* Your assignment *
Taking the line that contains "let pod = spec.template.spec.unwrap();" as the first and the final line of the records as the last, write out every line between them exactly, ends included, and nothing else.

···

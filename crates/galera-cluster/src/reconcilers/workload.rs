//! Server StatefulSet.
//!
//! The replica count follows the bootstrap phase so nodes join one at a
//! time. Each bootstrap step changes the spec, either through the
//! new-cluster flag or the replica count, which bumps the StatefulSet
//! generation the state machine waits for before judging readiness.
//! The phase itself stays out of the pod template, so entering or leaving
//! recovery does not roll pods on its own.

use std::collections::BTreeMap;

use k8s_openapi::api::apps::v1::{StatefulSet, StatefulSetSpec};
use k8s_openapi::api::core::v1::{
    Container, ContainerPort, EnvVar, EnvVarSource, ObjectFieldSelector,
    PersistentVolumeClaim, PersistentVolumeClaimSpec, PersistentVolumeClaimVolumeSource,
    PodSpec, PodTemplateSpec, Probe, TCPSocketAction, Volume, VolumeMount,
    VolumeResourceRequirements,
};
use k8s_openapi::apimachinery::pkg::api::resource::Quantity;
use k8s_openapi::apimachinery::pkg::apis::meta::v1::LabelSelector;
use k8s_openapi::apimachinery::pkg::util::intstr::IntOrString;
use kube::api::ObjectMeta;
use kube::ResourceExt;

use galera_common::crd::{components, ClusterPhase, MariaDBCluster};

use super::managed_meta;
use super::services::{server_ports, MYSQL_PORT};

const CONTAINER_NAME: &str = "mariadb";
const DATA_VOLUME: &str = "data";
const DATA_PATH: &str = "/var/lib/mysql";
const SNAPSHOT_VOLUME: &str = "snapshot";
const SNAPSHOT_PATH: &str = "/snapshot";

/// StatefulSet replica count for `phase`.
///
/// Zero until bootstrap starts, then one node per bootstrap step, then the
/// requested count.
pub fn replicas_for_phase(phase: ClusterPhase, requested: i32) -> i32 {
    match phase {
        ClusterPhase::New | ClusterPhase::PreFlight => 0,
        ClusterPhase::BootstrapFirst | ClusterPhase::BootstrapFirstRestart => 1,
        ClusterPhase::BootstrapSecond => requested.min(2),
        ClusterPhase::BootstrapThird => requested.min(3),
        ClusterPhase::Operational | ClusterPhase::Recovery => requested,
    }
}

fn env(name: &str, value: impl Into<String>) -> EnvVar {
    EnvVar {
        name: name.to_string(),
        value: Some(value.into()),
        ..Default::default()
    }
}

fn field_env(name: &str, path: &str) -> EnvVar {
    EnvVar {
        name: name.to_string(),
        value_from: Some(EnvVarSource {
            field_ref: Some(ObjectFieldSelector {
                field_path: path.to_string(),
                ..Default::default()
            }),
            ..Default::default()
        }),
        ..Default::default()
    }
}

/// `gcomm://` address listing every peer through the headless service
fn cluster_address(cluster: &MariaDBCluster, peers: i32, new_cluster: bool) -> String {
    if new_cluster {
        return "gcomm://".to_string();
    }
    let server = cluster.server_name();
    let namespace = cluster.namespace().unwrap_or_default();
    let hosts: Vec<String> = (0..peers)
        .map(|i| format!("{server}-{i}.{server}.{namespace}.svc"))
        .collect();
    format!("gcomm://{}", hosts.join(","))
}

fn server_container(cluster: &MariaDBCluster) -> Container {
    let status = cluster.status_or_default();
    let new_cluster = status.phase == ClusterPhase::BootstrapFirst;

    let mut vars = vec![
        field_env("POD_NAME", "metadata.name"),
        field_env("POD_NAMESPACE", "metadata.namespace"),
        env("MARIADB_RANDOM_ROOT_PASSWORD", "1"),
        env("GALERA_CLUSTER_NAME", cluster.name_any()),
        env(
            "GALERA_CLUSTER_ADDRESS",
            cluster_address(cluster, cluster.spec.replicas, new_cluster),
        ),
        env("GALERA_NEW_CLUSTER", new_cluster.to_string()),
    ];
    if let Some(source) = status.bootstrap_source() {
        vars.push(env("GALERA_BOOTSTRAP_FROM", source));
    }

    let mut args = vec![
        "--wsrep-on=ON".to_string(),
        "--wsrep-provider=/usr/lib/galera/libgalera_smm.so".to_string(),
        "--wsrep-cluster-name=$(GALERA_CLUSTER_NAME)".to_string(),
        "--wsrep-cluster-address=$(GALERA_CLUSTER_ADDRESS)".to_string(),
        "--wsrep-node-name=$(POD_NAME)".to_string(),
        "--binlog-format=ROW".to_string(),
        "--default-storage-engine=InnoDB".to_string(),
        "--innodb-autoinc-lock-mode=2".to_string(),
    ];
    if new_cluster {
        args.push("--wsrep-new-cluster".to_string());
    }

    let mut mounts = vec![VolumeMount {
        name: DATA_VOLUME.to_string(),
        mount_path: DATA_PATH.to_string(),
        ..Default::default()
    }];
    if cluster.spec.snapshot.is_some() {
        mounts.push(VolumeMount {
            name: SNAPSHOT_VOLUME.to_string(),
            mount_path: SNAPSHOT_PATH.to_string(),
            ..Default::default()
        });
    }

    Container {
        name: CONTAINER_NAME.to_string(),
        image: Some(cluster.spec.image().to_string()),
        args: Some(args),
        env: Some(vars),
        ports: Some(
            server_ports()
                .iter()
                .map(|(name, port)| ContainerPort {
                    name: Some(name.to_string()),
                    container_port: *port,
                    ..Default::default()
                })
                .collect(),
        ),
        readiness_probe: Some(Probe {
            tcp_socket: Some(TCPSocketAction {
                port: IntOrString::Int(MYSQL_PORT),
                ..Default::default()
            }),
            initial_delay_seconds: Some(10),
            period_seconds: Some(5),
            ..Default::default()
        }),
        volume_mounts: Some(mounts),
        ..Default::default()
    }
}

fn data_claim_template(cluster: &MariaDBCluster) -> PersistentVolumeClaim {
    PersistentVolumeClaim {
        metadata: ObjectMeta {
            name: Some(DATA_VOLUME.to_string()),
            labels: Some(cluster.labels(components::SERVER)),
            ..Default::default()
        },
        spec: Some(PersistentVolumeClaimSpec {
            access_modes: Some(vec!["ReadWriteOnce".to_string()]),
            storage_class_name: cluster.spec.storage_class_name.clone(),
            resources: Some(VolumeResourceRequirements {
                requests: Some(BTreeMap::from([(
                    "storage".to_string(),
                    Quantity(cluster.spec.storage_size().to_string()),
                )])),
                ..Default::default()
            }),
            ..Default::default()
        }),
        ..Default::default()
    }
}

/// StatefulSet running the database replicas
pub fn build_stateful_set(cluster: &MariaDBCluster) -> Option<StatefulSet> {
    let replicas = replicas_for_phase(cluster.phase(), cluster.spec.replicas);
    let name = cluster.server_name();

    let volumes = cluster.spec.snapshot.as_ref().map(|_| {
        vec![Volume {
            name: SNAPSHOT_VOLUME.to_string(),
            persistent_volume_claim: Some(PersistentVolumeClaimVolumeSource {
                claim_name: cluster.snapshot_pvc_name(),
                ..Default::default()
            }),
            ..Default::default()
        }]
    });

    Some(StatefulSet {
        metadata: managed_meta(cluster, name.clone(), components::SERVER),
        spec: Some(StatefulSetSpec {
            replicas: Some(replicas),
            service_name: name.clone().into(),
            selector: LabelSelector {
                match_labels: Some(cluster.server_selector()),
                ..Default::default()
            },
            template: PodTemplateSpec {
                metadata: Some(ObjectMeta {
                    labels: Some(cluster.labels(components::SERVER)),
                    ..Default::default()
                }),
                spec: Some(PodSpec {
                    service_account_name: Some(name),
                    containers: vec![server_container(cluster)],
                    volumes,
                    ..Default::default()
                }),
            },
            volume_claim_templates: Some(vec![data_claim_template(cluster)]),
            ..Default::default()
        }),
        ..Default::default()
    })
}

#[cfg(test)]
mod tests {
    use super::super::test_support::cluster;
    use super::*;
    use galera_common::crd::MariaDBClusterStatus;

    fn in_phase(phase: ClusterPhase, replicas: i32) -> MariaDBCluster {
        let mut c = cluster(replicas);
        c.status = Some(MariaDBClusterStatus {
            phase,
            ..Default::default()
        });
        c
    }

    fn env_of(sts: &StatefulSet) -> BTreeMap<String, String> {
        let container = &sts.spec.as_ref().unwrap().template.spec.as_ref().unwrap().containers[0];
        container
            .env
            .iter()
            .flatten()
            .filter_map(|e| Some((e.name.clone(), e.value.clone()?)))
            .collect()
    }

    fn replicas_of(sts: &StatefulSet) -> i32 {
        sts.spec.as_ref().unwrap().replicas.unwrap()
    }

    #[test]
    fn replica_count_follows_bootstrap() {
        assert_eq!(replicas_for_phase(ClusterPhase::New, 5), 0);
        assert_eq!(replicas_for_phase(ClusterPhase::BootstrapFirst, 5), 1);
        assert_eq!(replicas_for_phase(ClusterPhase::BootstrapFirstRestart, 5), 1);
        assert_eq!(replicas_for_phase(ClusterPhase::BootstrapSecond, 5), 2);
        assert_eq!(replicas_for_phase(ClusterPhase::BootstrapThird, 5), 3);
        assert_eq!(replicas_for_phase(ClusterPhase::Operational, 5), 5);
        assert_eq!(replicas_for_phase(ClusterPhase::Recovery, 5), 5);
    }

    #[test]
    fn first_node_starts_a_new_cluster() {
        let sts = build_stateful_set(&in_phase(ClusterPhase::BootstrapFirst, 3)).unwrap();
        assert_eq!(replicas_of(&sts), 1);
        let env = env_of(&sts);
        assert_eq!(env["GALERA_NEW_CLUSTER"], "true");
        assert_eq!(env["GALERA_CLUSTER_ADDRESS"], "gcomm://");
        let args = sts.spec.unwrap().template.spec.unwrap().containers[0]
            .args
            .clone()
            .unwrap();
        assert!(args.contains(&"--wsrep-new-cluster".to_string()));
    }

    #[test]
    fn restart_drops_new_cluster_flag_and_changes_template() {
        let first = build_stateful_set(&in_phase(ClusterPhase::BootstrapFirst, 3)).unwrap();
        let restart = build_stateful_set(&in_phase(ClusterPhase::BootstrapFirstRestart, 3)).unwrap();

        let env = env_of(&restart);
        assert_eq!(env["GALERA_NEW_CLUSTER"], "false");
        assert_eq!(
            env["GALERA_CLUSTER_ADDRESS"],
            "gcomm://prod-server-0.prod-server.db.svc,prod-server-1.prod-server.db.svc,prod-server-2.prod-server.db.svc"
        );
        assert_ne!(
            first.spec.unwrap().template,
            restart.spec.unwrap().template
        );
    }

    #[test]
    fn bootstrap_source_is_exposed_during_recovery() {
        let mut c = in_phase(ClusterPhase::Recovery, 3);
        if let Some(status) = c.status.as_mut() {
            status.bootstrap_from = Some("prod-server-2".into());
        }
        let sts = build_stateful_set(&c).unwrap();
        assert_eq!(replicas_of(&sts), 3);
        assert_eq!(env_of(&sts)["GALERA_BOOTSTRAP_FROM"], "prod-server-2");
    }

    #[test]
    fn pods_run_as_server_account_with_data_claim() {
        let sts = build_stateful_set(&in_phase(ClusterPhase::Operational, 3)).unwrap();
        let spec = sts.spec.unwrap();
        assert_eq!(
            serde_json::to_value(&spec).unwrap()["serviceName"],
            serde_json::json!("prod-server")
        );
        let pod = spec.template.spec.unwrap();
        assert_eq!(pod.service_account_name.as_deref(), Some("prod-server"));
        assert!(pod.volumes.is_none());
        let claims = spec.volume_claim_templates.unwrap();
        assert_eq!(
            claims[0].spec.as_ref().unwrap().resources.as_ref().unwrap().requests.as_ref().unwrap()["storage"],
            Quantity("10Gi".into())
        );
    }

    #[test]
    fn entering_recovery_leaves_the_pod_template_alone() {
        let operational = build_stateful_set(&in_phase(ClusterPhase::Operational, 3)).unwrap();
        let recovery = build_stateful_set(&in_phase(ClusterPhase::Recovery, 3)).unwrap();
        assert_eq!(operational.spec, recovery.spec);
        assert!(!env_of(&recovery).contains_key("GALERA_PHASE"));
    }

    #[test]
    fn every_bootstrap_step_changes_the_spec() {
        let phases = [
            ClusterPhase::BootstrapFirst,
            ClusterPhase::BootstrapFirstRestart,
            ClusterPhase::BootstrapSecond,
            ClusterPhase::BootstrapThird,
        ];
        for pair in phases.windows(2) {
            let before = build_stateful_set(&in_phase(pair[0], 3)).unwrap();
            let after = build_stateful_set(&in_phase(pair[1], 3)).unwrap();
            assert_ne!(before.spec, after.spec, "{:?} -> {:?}", pair[0], pair[1]);
        }
    }
}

···

* Exercise solution *
        let pod = spec.template.spec.unwrap();
        assert_eq!(pod.service_account_name.as_deref(), Some("prod-server"));
        assert!(pod.volumes.is_none());
        let claims = spec.volume_claim_templates.unwrap();
        assert_eq!(
            claims[0].spec.as_ref().unwrap().resources.as_ref().unwrap().requests.as_ref().unwrap()["storage"],
            Quantity("10Gi".into())
        );
    }

    #[test]
    fn entering_recovery_leaves_the_pod_template_alone() {
        let operational = build_stateful_set(&in_phase(ClusterPhase::Operational, 3)).unwrap();
        let recovery = build_stateful_set(&in_phase(ClusterPhase::Recovery, 3)).unwrap();
        assert_eq!(operational.spec, recovery.spec);
        assert!(!env_of(&recovery).contains_key("GALERA_PHASE"));
    }

    #[test]
    fn every_bootstrap_step_changes_the_spec() {
        let phases = [
            ClusterPhase::BootstrapFirst,
            ClusterPhase::BootstrapFirstRestart,
            ClusterPhase::BootstrapSecond,
            ClusterPhase::BootstrapThird,
        ];
        for pair in phases.windows(2) {
            let before = build_stateful_set(&in_phase(pair[0], 3)).unwrap();
            let after = build_stateful_set(&in_phase(pair[1], 3)).unwrap();
            assert_ne!(before.spec, after.spec, "{:?} -> {:?}", pair[0], pair[1]);
        }
    }
}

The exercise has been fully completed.